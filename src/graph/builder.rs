use std::collections::HashMap;

use log::debug;

use super::types::{GraphData, GraphLink, GraphNode, Note};
use super::wiki_link::wiki_links;

/// Case-insensitive title -> note position. The first note with a given title
/// wins; later duplicates are unreachable by wiki-link.
struct TitleIndex(HashMap<String, usize>);

impl TitleIndex {
	fn new(notes: &[Note]) -> Self {
		let mut map = HashMap::with_capacity(notes.len());
		for (i, note) in notes.iter().enumerate() {
			map.entry(note.title.to_lowercase()).or_insert(i);
		}
		Self(map)
	}

	fn resolve(&self, title: &str) -> Option<usize> {
		self.0.get(&title.to_lowercase()).copied()
	}
}

/// Derives the wiki-link graph for `notes`.
///
/// One node per note in input order. A link is added for every `[[Title]]`
/// in a note's content that names another note; self-references and
/// unresolved titles are skipped. Repeated references are kept as separate
/// links, and each bumps `link_count` on both ends.
pub fn build_graph(notes: &[Note]) -> GraphData {
	let mut nodes: Vec<GraphNode> = notes
		.iter()
		.map(|note| GraphNode {
			id: note.id.clone(),
			title: note.title.clone(),
			link_count: 0,
		})
		.collect();
	let mut links = Vec::new();
	let index = TitleIndex::new(notes);
	let mut dangling = 0usize;

	for (src, note) in notes.iter().enumerate() {
		for title in wiki_links(&note.content) {
			let Some(tgt) = index.resolve(title) else {
				dangling += 1;
				continue;
			};
			if tgt == src {
				continue;
			}
			links.push(GraphLink {
				source: note.id.clone(),
				target: notes[tgt].id.clone(),
			});
			nodes[src].link_count += 1;
			nodes[tgt].link_count += 1;
		}
	}

	debug!(
		"link graph: {} notes, {} links, {} dangling references",
		nodes.len(),
		links.len(),
		dangling
	);
	GraphData { nodes, links }
}

#[cfg(test)]
mod tests {
	use super::*;

	fn count(g: &GraphData, id: &str) -> usize {
		g.node(id).map(|n| n.link_count).unwrap_or_default()
	}

	#[test]
	fn matches_titles_case_insensitively() {
		let notes = vec![
			Note::new("1", "Test Note", ""),
			Note::new("2", "Other", "see [[test note]]"),
		];
		let g = build_graph(&notes);
		assert_eq!(
			g.links,
			vec![GraphLink {
				source: "2".into(),
				target: "1".into()
			}]
		);
	}

	#[test]
	fn does_not_trim_captured_title() {
		let notes = vec![
			Note::new("1", "Alpha", ""),
			Note::new("2", "Beta", "[[ Alpha ]]"),
		];
		assert!(build_graph(&notes).links.is_empty());
	}

	#[test]
	fn skips_self_reference() {
		let notes = vec![Note::new("1", "Loop", "I am [[Loop]] and [[loop]]")];
		let g = build_graph(&notes);
		assert!(g.links.is_empty());
		assert_eq!(count(&g, "1"), 0);
	}

	#[test]
	fn dangling_reference_does_not_stop_scan() {
		let notes = vec![
			Note::new("1", "A", "[[Missing]] then [[B]]"),
			Note::new("2", "B", "[[Nowhere]]"),
		];
		let g = build_graph(&notes);
		assert_eq!(g.links.len(), 1);
		assert_eq!(count(&g, "1"), 1);
		assert_eq!(count(&g, "2"), 1);
	}

	#[test]
	fn special_characters_match_literally() {
		let notes = vec![
			Note::new("1", r#"Say "hi" <b>"#, ""),
			Note::new("2", "src", r#"[[say "HI" <B>]]"#),
		];
		assert_eq!(build_graph(&notes).links.len(), 1);
	}

	#[test]
	fn duplicate_titles_resolve_to_first() {
		let notes = vec![
			Note::new("1", "Same", ""),
			Note::new("2", "same", ""),
			Note::new("3", "Ref", "[[SAME]]"),
		];
		let g = build_graph(&notes);
		assert_eq!(g.links[0].target, "1");
		assert_eq!(count(&g, "2"), 0);
	}

	#[test]
	fn duplicate_title_self_hit_is_skipped() {
		// "2" shares the title of "1", so its reference resolves to "1".
		let notes = vec![
			Note::new("1", "Twin", ""),
			Note::new("2", "Twin", "[[Twin]]"),
		];
		let g = build_graph(&notes);
		assert_eq!(g.links.len(), 1);
		assert_eq!(g.links[0].target, "1");
	}

	#[test]
	fn empty_titles_are_never_matched() {
		let notes = vec![
			Note::new("1", "", "[[]]"),
			Note::new("2", "B", "[[]] [[ ]]"),
		];
		assert!(build_graph(&notes).links.is_empty());
	}

	#[test]
	fn long_titles_match_in_full() {
		let title = "A very long note title that goes well past twenty characters";
		let notes = vec![
			Note::new("1", title, ""),
			Note::new("2", "B", format!("[[{title}]] [[A very long note tit]]")),
		];
		assert_eq!(build_graph(&notes).links.len(), 1);
	}
}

---

• _WORK REQUIRED_
Read through the entries and copy every line that includes "Alpha".

• _PROBLEM SOLUTION_
			Note::new("1", "Alpha", ""),
			Note::new("2", "Beta", "[[ Alpha ]]"),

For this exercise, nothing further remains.